↓

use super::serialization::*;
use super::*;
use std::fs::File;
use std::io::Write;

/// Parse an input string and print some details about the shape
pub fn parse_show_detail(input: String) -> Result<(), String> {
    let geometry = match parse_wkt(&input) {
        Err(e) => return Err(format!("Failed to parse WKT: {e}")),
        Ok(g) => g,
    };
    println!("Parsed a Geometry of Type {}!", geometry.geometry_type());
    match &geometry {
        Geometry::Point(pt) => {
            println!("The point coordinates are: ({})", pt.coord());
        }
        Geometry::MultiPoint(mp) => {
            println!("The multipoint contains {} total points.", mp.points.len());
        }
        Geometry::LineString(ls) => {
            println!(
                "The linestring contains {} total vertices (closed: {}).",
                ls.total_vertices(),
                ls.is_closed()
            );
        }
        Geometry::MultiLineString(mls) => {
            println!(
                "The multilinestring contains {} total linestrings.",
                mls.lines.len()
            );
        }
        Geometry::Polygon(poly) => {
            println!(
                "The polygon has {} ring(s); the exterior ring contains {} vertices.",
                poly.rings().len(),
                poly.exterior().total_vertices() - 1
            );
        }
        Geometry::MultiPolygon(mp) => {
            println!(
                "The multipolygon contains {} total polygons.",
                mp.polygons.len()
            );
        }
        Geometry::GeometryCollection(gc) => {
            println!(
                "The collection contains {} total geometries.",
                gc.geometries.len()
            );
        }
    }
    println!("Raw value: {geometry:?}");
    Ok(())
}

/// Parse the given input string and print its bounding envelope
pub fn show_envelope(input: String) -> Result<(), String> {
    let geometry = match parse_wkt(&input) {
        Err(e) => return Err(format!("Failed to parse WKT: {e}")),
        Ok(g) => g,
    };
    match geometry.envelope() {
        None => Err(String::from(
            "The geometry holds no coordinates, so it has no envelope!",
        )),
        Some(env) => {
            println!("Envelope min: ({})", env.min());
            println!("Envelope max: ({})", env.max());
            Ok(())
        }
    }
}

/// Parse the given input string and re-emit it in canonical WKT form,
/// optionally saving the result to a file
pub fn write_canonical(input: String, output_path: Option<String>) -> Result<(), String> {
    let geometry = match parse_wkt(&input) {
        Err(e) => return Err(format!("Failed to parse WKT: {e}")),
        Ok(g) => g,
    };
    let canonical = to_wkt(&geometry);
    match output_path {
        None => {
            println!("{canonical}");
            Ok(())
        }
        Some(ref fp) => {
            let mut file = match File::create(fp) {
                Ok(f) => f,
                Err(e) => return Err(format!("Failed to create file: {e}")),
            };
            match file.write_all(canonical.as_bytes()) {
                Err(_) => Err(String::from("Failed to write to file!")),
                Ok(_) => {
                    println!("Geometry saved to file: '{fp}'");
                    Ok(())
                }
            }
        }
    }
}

↑
↓

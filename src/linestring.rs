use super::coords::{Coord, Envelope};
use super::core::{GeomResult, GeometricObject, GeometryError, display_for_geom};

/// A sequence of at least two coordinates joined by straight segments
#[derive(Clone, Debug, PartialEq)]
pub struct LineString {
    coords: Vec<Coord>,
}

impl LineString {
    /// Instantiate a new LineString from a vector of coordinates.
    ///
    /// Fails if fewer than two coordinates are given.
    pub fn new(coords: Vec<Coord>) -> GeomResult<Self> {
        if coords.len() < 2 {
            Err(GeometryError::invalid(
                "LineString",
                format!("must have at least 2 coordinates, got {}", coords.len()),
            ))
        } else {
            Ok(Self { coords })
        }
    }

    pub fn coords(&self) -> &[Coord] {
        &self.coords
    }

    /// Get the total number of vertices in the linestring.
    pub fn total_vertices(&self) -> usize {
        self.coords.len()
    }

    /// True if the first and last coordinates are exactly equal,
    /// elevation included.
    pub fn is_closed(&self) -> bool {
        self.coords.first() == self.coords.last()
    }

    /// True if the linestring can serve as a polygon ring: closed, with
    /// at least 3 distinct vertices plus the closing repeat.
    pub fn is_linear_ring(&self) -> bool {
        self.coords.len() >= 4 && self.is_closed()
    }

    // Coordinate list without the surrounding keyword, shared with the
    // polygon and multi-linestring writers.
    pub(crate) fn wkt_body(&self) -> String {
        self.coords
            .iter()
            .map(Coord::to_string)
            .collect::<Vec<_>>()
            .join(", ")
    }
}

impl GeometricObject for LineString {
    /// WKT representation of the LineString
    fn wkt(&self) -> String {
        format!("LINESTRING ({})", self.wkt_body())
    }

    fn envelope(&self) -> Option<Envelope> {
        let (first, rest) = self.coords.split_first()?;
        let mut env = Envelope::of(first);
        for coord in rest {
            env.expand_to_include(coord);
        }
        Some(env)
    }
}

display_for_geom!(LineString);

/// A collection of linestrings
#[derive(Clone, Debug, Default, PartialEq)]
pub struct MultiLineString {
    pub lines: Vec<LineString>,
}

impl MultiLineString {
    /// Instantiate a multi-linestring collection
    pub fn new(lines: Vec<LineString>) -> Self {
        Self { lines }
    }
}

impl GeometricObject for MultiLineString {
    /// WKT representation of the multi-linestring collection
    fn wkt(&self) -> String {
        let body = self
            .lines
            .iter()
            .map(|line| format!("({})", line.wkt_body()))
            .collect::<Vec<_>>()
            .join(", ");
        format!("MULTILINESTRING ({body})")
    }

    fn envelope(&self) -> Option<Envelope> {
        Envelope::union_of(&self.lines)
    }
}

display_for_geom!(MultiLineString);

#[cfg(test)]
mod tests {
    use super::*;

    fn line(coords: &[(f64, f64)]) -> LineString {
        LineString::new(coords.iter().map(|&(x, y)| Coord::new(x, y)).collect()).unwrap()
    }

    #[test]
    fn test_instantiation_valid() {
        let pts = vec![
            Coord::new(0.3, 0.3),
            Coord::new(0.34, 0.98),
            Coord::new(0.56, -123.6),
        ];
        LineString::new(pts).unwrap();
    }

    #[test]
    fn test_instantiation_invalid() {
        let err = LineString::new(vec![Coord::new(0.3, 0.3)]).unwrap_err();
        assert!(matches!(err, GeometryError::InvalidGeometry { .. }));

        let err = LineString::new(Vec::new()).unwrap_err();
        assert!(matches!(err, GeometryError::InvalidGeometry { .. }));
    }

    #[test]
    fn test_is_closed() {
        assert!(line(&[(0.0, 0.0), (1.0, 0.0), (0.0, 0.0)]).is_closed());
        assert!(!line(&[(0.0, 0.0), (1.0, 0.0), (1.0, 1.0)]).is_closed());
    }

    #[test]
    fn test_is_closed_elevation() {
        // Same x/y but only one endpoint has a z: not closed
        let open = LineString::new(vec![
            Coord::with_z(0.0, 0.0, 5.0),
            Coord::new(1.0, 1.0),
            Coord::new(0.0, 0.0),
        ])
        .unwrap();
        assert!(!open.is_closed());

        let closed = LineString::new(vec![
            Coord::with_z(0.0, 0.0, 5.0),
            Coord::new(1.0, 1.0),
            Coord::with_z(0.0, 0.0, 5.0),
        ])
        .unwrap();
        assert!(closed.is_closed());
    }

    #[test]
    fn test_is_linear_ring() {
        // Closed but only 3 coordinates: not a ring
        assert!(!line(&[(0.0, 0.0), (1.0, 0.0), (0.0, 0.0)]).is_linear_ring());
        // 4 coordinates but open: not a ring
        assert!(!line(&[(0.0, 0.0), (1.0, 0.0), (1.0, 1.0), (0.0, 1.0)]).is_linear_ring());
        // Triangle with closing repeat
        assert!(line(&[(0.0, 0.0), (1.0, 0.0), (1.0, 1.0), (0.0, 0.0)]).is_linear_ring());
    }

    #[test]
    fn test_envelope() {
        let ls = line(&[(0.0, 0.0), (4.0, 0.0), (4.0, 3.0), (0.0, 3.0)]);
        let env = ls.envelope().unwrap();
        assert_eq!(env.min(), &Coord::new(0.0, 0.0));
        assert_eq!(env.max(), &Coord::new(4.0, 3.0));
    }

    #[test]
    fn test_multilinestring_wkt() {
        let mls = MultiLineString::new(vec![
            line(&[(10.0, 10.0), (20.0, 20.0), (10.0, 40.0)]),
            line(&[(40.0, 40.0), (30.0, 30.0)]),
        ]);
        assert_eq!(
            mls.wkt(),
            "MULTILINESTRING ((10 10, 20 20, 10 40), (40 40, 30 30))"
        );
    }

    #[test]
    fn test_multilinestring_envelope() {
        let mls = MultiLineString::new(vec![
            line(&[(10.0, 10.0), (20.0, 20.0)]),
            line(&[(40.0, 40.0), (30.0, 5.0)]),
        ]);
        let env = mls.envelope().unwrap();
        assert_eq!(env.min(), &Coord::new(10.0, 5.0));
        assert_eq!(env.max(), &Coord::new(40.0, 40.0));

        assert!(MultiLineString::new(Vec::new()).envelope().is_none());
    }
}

↑

# [Work to complete]
Give the number of lines in the entries that hold the word "input", and nothing else.

# [Problem solution]
9